A verbatim copy of the lines starting at the one with "cannot be opened" and ending at the last line below is required; include nothing else.

··· Data for this exercise ···

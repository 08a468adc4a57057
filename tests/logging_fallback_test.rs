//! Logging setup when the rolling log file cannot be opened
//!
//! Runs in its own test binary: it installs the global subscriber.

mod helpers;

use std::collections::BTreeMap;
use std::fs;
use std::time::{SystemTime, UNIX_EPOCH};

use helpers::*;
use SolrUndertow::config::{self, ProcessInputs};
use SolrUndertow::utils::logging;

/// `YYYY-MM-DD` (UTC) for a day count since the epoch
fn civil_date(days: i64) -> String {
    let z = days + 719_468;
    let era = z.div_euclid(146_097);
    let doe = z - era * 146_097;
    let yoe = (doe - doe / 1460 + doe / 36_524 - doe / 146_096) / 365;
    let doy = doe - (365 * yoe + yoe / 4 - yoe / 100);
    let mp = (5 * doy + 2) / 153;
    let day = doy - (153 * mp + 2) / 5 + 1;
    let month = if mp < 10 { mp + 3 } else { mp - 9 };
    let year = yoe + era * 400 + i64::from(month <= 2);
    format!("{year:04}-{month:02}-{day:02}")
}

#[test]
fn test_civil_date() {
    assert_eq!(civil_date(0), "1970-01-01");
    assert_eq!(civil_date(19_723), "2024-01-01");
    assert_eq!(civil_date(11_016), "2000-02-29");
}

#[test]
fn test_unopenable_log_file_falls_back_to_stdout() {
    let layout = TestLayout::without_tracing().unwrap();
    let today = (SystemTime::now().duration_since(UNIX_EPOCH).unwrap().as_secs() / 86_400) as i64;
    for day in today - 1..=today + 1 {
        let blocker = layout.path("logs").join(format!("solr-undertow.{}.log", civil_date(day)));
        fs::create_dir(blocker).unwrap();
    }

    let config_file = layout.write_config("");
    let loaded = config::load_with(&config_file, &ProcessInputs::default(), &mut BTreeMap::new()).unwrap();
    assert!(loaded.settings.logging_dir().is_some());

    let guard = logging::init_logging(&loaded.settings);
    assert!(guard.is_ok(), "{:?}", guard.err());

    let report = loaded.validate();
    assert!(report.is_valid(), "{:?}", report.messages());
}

···

#### Solution to this exercise
//! Logging setup when the rolling log file cannot be opened
//!
//! Runs in its own test binary: it installs the global subscriber.

mod helpers;

use std::collections::BTreeMap;
use std::fs;
use std::time::{SystemTime, UNIX_EPOCH};

use helpers::*;
use SolrUndertow::config::{self, ProcessInputs};
use SolrUndertow::utils::logging;

/// `YYYY-MM-DD` (UTC) for a day count since the epoch
fn civil_date(days: i64) -> String {
    let z = days + 719_468;
    let era = z.div_euclid(146_097);
    let doe = z - era * 146_097;
    let yoe = (doe - doe / 1460 + doe / 36_524 - doe / 146_096) / 365;
    let doy = doe - (365 * yoe + yoe / 4 - yoe / 100);
    let mp = (5 * doy + 2) / 153;
    let day = doy - (153 * mp + 2) / 5 + 1;
    let month = if mp < 10 { mp + 3 } else { mp - 9 };
    let year = yoe + era * 400 + i64::from(month <= 2);
    format!("{year:04}-{month:02}-{day:02}")
}

#[test]
fn test_civil_date() {
    assert_eq!(civil_date(0), "1970-01-01");
    assert_eq!(civil_date(19_723), "2024-01-01");
    assert_eq!(civil_date(11_016), "2000-02-29");
}

#[test]
fn test_unopenable_log_file_falls_back_to_stdout() {
    let layout = TestLayout::without_tracing().unwrap();
    let today = (SystemTime::now().duration_since(UNIX_EPOCH).unwrap().as_secs() / 86_400) as i64;
    for day in today - 1..=today + 1 {
        let blocker = layout.path("logs").join(format!("solr-undertow.{}.log", civil_date(day)));
        fs::create_dir(blocker).unwrap();
    }

    let config_file = layout.write_config("");
    let loaded = config::load_with(&config_file, &ProcessInputs::default(), &mut BTreeMap::new()).unwrap();
    assert!(loaded.settings.logging_dir().is_some());

    let guard = logging::init_logging(&loaded.settings);
    assert!(guard.is_ok(), "{:?}", guard.err());

    let report = loaded.validate();
    assert!(report.is_valid(), "{:?}", report.messages());
}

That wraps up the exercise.